Le Cameroun en mode automatique sans paul biya depuis six semaines
Absence prolongée de Paul Biya : le Cameroun en mode « pilotage automatique »
Le Cameroun se trouve plongé dans une situation politique inédite depuis plus de quarante jours. Parti le 7 juin pour un « court séjour privé en Europe », le président Paul Biya n’a toujours pas regagné Yaoundé. Cette absence prolongée relance les interrogations sur une possible vacance du pouvoir au sommet de l’État.
L’opposition dénonce un « Cameroun en pilotage automatique »
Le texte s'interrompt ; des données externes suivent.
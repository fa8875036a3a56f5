use crate::database::error::DatabaseError;
use sqlx::{types::BigDecimal, FromRow, PgPool};
use uuid::Uuid;

const COLUMNS: &str = "id, external_ref, provider, direction, amount, currency, phone, note, \
     status, provider_ref, financial_txn_id, failure_reason, attempt_count, next_retry_at, \
     needs_review, review_reason, created_at, updated_at";

/// One row of the system of record. Status values are the lowercase state
/// machine words; every status mutation in this repository is guarded on the
/// previous status so concurrent writers cannot clobber each other.
#[derive(Debug, Clone, FromRow)]
pub struct PaymentRequestRow {
    pub id: Uuid,
    pub external_ref: String,
    pub provider: String,
    pub direction: String,
    pub amount: BigDecimal,
    pub currency: String,
    pub phone: String,
    pub note: Option<String>,
    pub status: String,
    pub provider_ref: Option<String>,
    pub financial_txn_id: Option<String>,
    pub failure_reason: Option<String>,
    pub attempt_count: i32,
    pub next_retry_at: Option<chrono::DateTime<chrono::Utc>>,
    pub needs_review: bool,
    pub review_reason: Option<String>,
    pub created_at: chrono::DateTime<chrono::Utc>,
    pub updated_at: chrono::DateTime<chrono::Utc>,
}

pub struct NewPaymentRequest<'a> {
    pub external_ref: &'a str,
    pub provider: &'a str,
    pub direction: &'a str,
    pub amount: BigDecimal,
    pub currency: &'a str,
    pub phone: &'a str,
    pub note: Option<&'a str>,
}

pub struct PaymentRequestRepository {
    pool: PgPool,
}

impl PaymentRequestRepository {
    pub fn new(pool: PgPool) -> Self {
        Self { pool }
    }

    /// Inserts a new record in `pending`, or returns the existing row when
    /// the (provider, direction, external_ref) tuple already exists. The
    /// boolean reports whether a row was created.
    pub async fn insert_pending(
        &self,
        req: NewPaymentRequest<'_>,
    ) -> Result<(PaymentRequestRow, bool), DatabaseError> {
        let inserted = sqlx::query_as::<_, PaymentRequestRow>(&format!(
            "INSERT INTO payment_requests \
             (external_ref, provider, direction, amount, currency, phone, note, status) \
             VALUES ($1, $2, $3, $4, $5, $6, $7, 'pending') \
             ON CONFLICT (provider, direction, external_ref) DO NOTHING \
             RETURNING {COLUMNS}"
        ))
        .bind(req.external_ref)
        .bind(req.provider)
        .bind(req.direction)
        .bind(&req.amount)
        .bind(req.currency)
        .bind(req.phone)
        .bind(req.note)
        .fetch_optional(&self.pool)
        .await
        .map_err(DatabaseError::from_sqlx)?;

        if let Some(row) = inserted {
            return Ok((row, true));
        }

        // Conflict path: somebody (possibly us, on an earlier attempt)
        // already holds this tuple.
        let existing = sqlx::query_as::<_, PaymentRequestRow>(&format!(
            "SELECT {COLUMNS} FROM payment_requests \
             WHERE provider = $1 AND direction = $2 AND external_ref = $3"
        ))
        .bind(req.provider)
        .bind(req.direction)
        .bind(req.external_ref)
        .fetch_one(&self.pool)
        .await
        .map_err(DatabaseError::from_sqlx)?;

        Ok((existing, false))
    }

    pub async fn find_by_id(&self, id: Uuid) -> Result<Option<PaymentRequestRow>, DatabaseError> {
        sqlx::query_as::<_, PaymentRequestRow>(&format!(
            "SELECT {COLUMNS} FROM payment_requests WHERE id = $1"
        ))
        .bind(id)
        .fetch_optional(&self.pool)
        .await
        .map_err(DatabaseError::from_sqlx)
    }

    pub async fn find_by_external_ref(
        &self,
        external_ref: &str,
    ) -> Result<Option<PaymentRequestRow>, DatabaseError> {
        sqlx::query_as::<_, PaymentRequestRow>(&format!(
            "SELECT {COLUMNS} FROM payment_requests WHERE external_ref = $1"
        ))
        .bind(external_ref)
        .fetch_optional(&self.pool)
        .await
        .map_err(DatabaseError::from_sqlx)
    }

    pub async fn find_by_provider_ref(
        &self,
        provider: &str,
        provider_ref: &str,
    ) -> Result<Option<PaymentRequestRow>, DatabaseError> {
        sqlx::query_as::<_, PaymentRequestRow>(&format!(
            "SELECT {COLUMNS} FROM payment_requests \
             WHERE provider = $1 AND provider_ref = $2"
        ))
        .bind(provider)
        .bind(provider_ref)
        .fetch_optional(&self.pool)
        .await
        .map_err(DatabaseError::from_sqlx)
    }

    /// pending -> submitted, recording the provider correlation id. Returns
    /// false when the row was not pending, which callers treat as an
    /// expected duplicate acknowledgment.
    pub async fn mark_submitted(
        &self,
        id: Uuid,
        provider_ref: &str,
    ) -> Result<bool, DatabaseError> {
        let result = sqlx::query(
            "UPDATE payment_requests \
             SET status = 'submitted', provider_ref = $2, updated_at = NOW() \
             WHERE id = $1 AND status = 'pending'",
        )
        .bind(id)
        .bind(provider_ref)
        .execute(&self.pool)
        .await
        .map_err(DatabaseError::from_sqlx)?;

        Ok(result.rows_affected() > 0)
    }

    /// submitted -> succeeded|failed. The status guard makes concurrent push
    /// and pull reconciliation safe without any extra locking. Returns false
    /// when the row was no longer submitted.
    pub async fn complete_submitted(
        &self,
        id: Uuid,
        status: &str,
        financial_txn_id: Option<&str>,
        failure_reason: Option<&str>,
    ) -> Result<bool, DatabaseError> {
        let result = sqlx::query(
            "UPDATE payment_requests \
             SET status = $2, \
                 financial_txn_id = COALESCE($3, financial_txn_id), \
                 failure_reason = $4, \
                 updated_at = NOW() \
             WHERE id = $1 AND status = 'submitted'",
        )
        .bind(id)
        .bind(status)
        .bind(financial_txn_id)
        .bind(failure_reason)
        .execute(&self.pool)
        .await
        .map_err(DatabaseError::from_sqlx)?;

        Ok(result.rows_affected() > 0)
    }

    /// pending -> failed. Used for cancellation, permanent provider
    /// rejections, and the retry ceiling.
    pub async fn fail_pending(&self, id: Uuid, reason: &str) -> Result<bool, DatabaseError> {
        let result = sqlx::query(
            "UPDATE payment_requests \
             SET status = 'failed', failure_reason = $2, updated_at = NOW() \
             WHERE id = $1 AND status = 'pending'",
        )
        .bind(id)
        .bind(reason)
        .execute(&self.pool)
        .await
        .map_err(DatabaseError::from_sqlx)?;

        Ok(result.rows_affected() > 0)
    }

    /// Bumps the attempt counter and books the next retry slot. Guarded on
    /// pending; a record that resolved in the meantime is left alone.
    pub async fn schedule_retry(
        &self,
        id: Uuid,
        next_retry_at: chrono::DateTime<chrono::Utc>,
    ) -> Result<bool, DatabaseError> {
        let result = sqlx::query(
            "UPDATE payment_requests \
             SET attempt_count = attempt_count + 1, next_retry_at = $2, updated_at = NOW() \
             WHERE id = $1 AND status = 'pending'",
        )
        .bind(id)
        .bind(next_retry_at)
        .execute(&self.pool)
        .await
        .map_err(DatabaseError::from_sqlx)?;

        Ok(result.rows_affected() > 0)
    }

    pub async fn flag_for_review(&self, id: Uuid, reason: &str) -> Result<(), DatabaseError> {
        sqlx::query(
            "UPDATE payment_requests \
             SET needs_review = TRUE, review_reason = $2, updated_at = NOW() \
             WHERE id = $1",
        )
        .bind(id)
        .bind(reason)
        .execute(&self.pool)
        .await
        .map_err(DatabaseError::from_sqlx)?;

        Ok(())
    }

    /// Pending rows with a due retry slot.
    pub async fn find_due_retries(
        &self,
        limit: i64,
    ) -> Result<Vec<PaymentRequestRow>, DatabaseError> {
        sqlx::query_as::<_, PaymentRequestRow>(&format!(
            "SELECT {COLUMNS} FROM payment_requests \
             WHERE status = 'pending' AND next_retry_at IS NOT NULL AND next_retry_at <= NOW() \
             ORDER BY next_retry_at ASC \
             LIMIT $1"
        ))
        .bind(limit)
        .fetch_all(&self.pool)
        .await
        .map_err(DatabaseError::from_sqlx)
    }

    /// Pending rows that never got a provider acknowledgment and have no
    /// retry booked yet.
    pub async fn find_stale_pending(
        &self,
        older_than_secs: i32,
        limit: i64,
    ) -> Result<Vec<PaymentRequestRow>, DatabaseError> {
        sqlx::query_as::<_, PaymentRequestRow>(&format!(
            "SELECT {COLUMNS} FROM payment_requests \
             WHERE status = 'pending' AND next_retry_at IS NULL \
               AND created_at < NOW() - INTERVAL '1 second' * $1 \
             ORDER BY created_at ASC \
             LIMIT $2"
        ))
        .bind(older_than_secs)
        .bind(limit)
        .fetch_all(&self.pool)
        .await
        .map_err(DatabaseError::from_sqlx)
    }

    /// Submitted rows past the grace period with no terminal outcome, due
    /// for an active status poll.
    pub async fn find_stale_submitted(
        &self,
        older_than_secs: i32,
        limit: i64,
    ) -> Result<Vec<PaymentRequestRow>, DatabaseError> {
        sqlx::query_as::<_, PaymentRequestRow>(&format!(
            "SELECT {COLUMNS} FROM payment_requests \
             WHERE status = 'submitted' \
               AND updated_at < NOW() - INTERVAL '1 second' * $1 \
             ORDER BY updated_at ASC \
             LIMIT $2"
        ))
        .bind(older_than_secs)
        .bind(limit)
        .fetch_all(&self.pool)
        .await
        .map_err(DatabaseError::from_sqlx)
    }

    pub async fn find_needing_review(
        &self,
        limit: i64,
    ) -> Result<Vec<PaymentRequestRow>, DatabaseError> {
        sqlx::query_as::<_, PaymentRequestRow>(&format!(
            "SELECT {COLUMNS} FROM payment_requests \
             WHERE needs_review = TRUE \
             ORDER BY updated_at ASC \
             LIMIT $1"
        ))
        .bind(limit)
        .fetch_all(&self.pool)
        .await
        .map_err(DatabaseError::from_sqlx)
    }
}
Lors d’une conférence de presse organisée le 23 juillet, Joshua Osih, leader du Social Democratic Front (SDF) et député, a vivement critiqué cette situation. « Un Chef de l’État absent depuis plus de six semaines, une vice-présidence vacante, un Cameroun en pilotage automatique… On ne s’en remet pas à un pilotage automatique dans la tempête », a-t-il déclaré. Pour lui, le pays traverse une période d’incertitude inquiétante.
Le président du SDF a précisé que son parti n’était pas venu « décrire l’incendie, mais apporter de l’eau pour l’éteindre ». Il appelle à un retour aux principes de l’État de droit, une position partagée par plusieurs figures de l’opposition et de la société civile. Jean-Michel Nintcheu, par exemple, a déjà saisi le Conseil constitutionnel pour demander la reconnaissance d’une vacance de pouvoir à Etoudi.
Le gouvernement rejette toute idée de vacance
Face à ces accusations, le Rassemblement démocratique du peuple camerounais (RDPC), parti au pouvoir, a fermement démenti. Jacques Fame Ndongo, ministre d’État et secrétaire national à la communication, a affirmé : « Il n’y a aucune vacance de pouvoir au sommet de l’État. »
Cette divergence d’opinions entre l’opposition et le gouvernement illustre les tensions politiques actuelles. Alors que le pays fait face à des défis majeurs, l’absence prolongée du président Biya alimente les débats sur la stabilité institutionnelle.
Un pays en attente de clarification
Dans un contexte où la gouvernance est souvent pointée du doigt, cette situation soulève des questions sur la capacité du Cameroun à gérer les transitions politiques de manière transparente. Les Camerounais, comme les observateurs, attendent désormais des clarifications sur l’état de santé du président et sur les mécanismes mis en place pour assurer la continuité de l’État.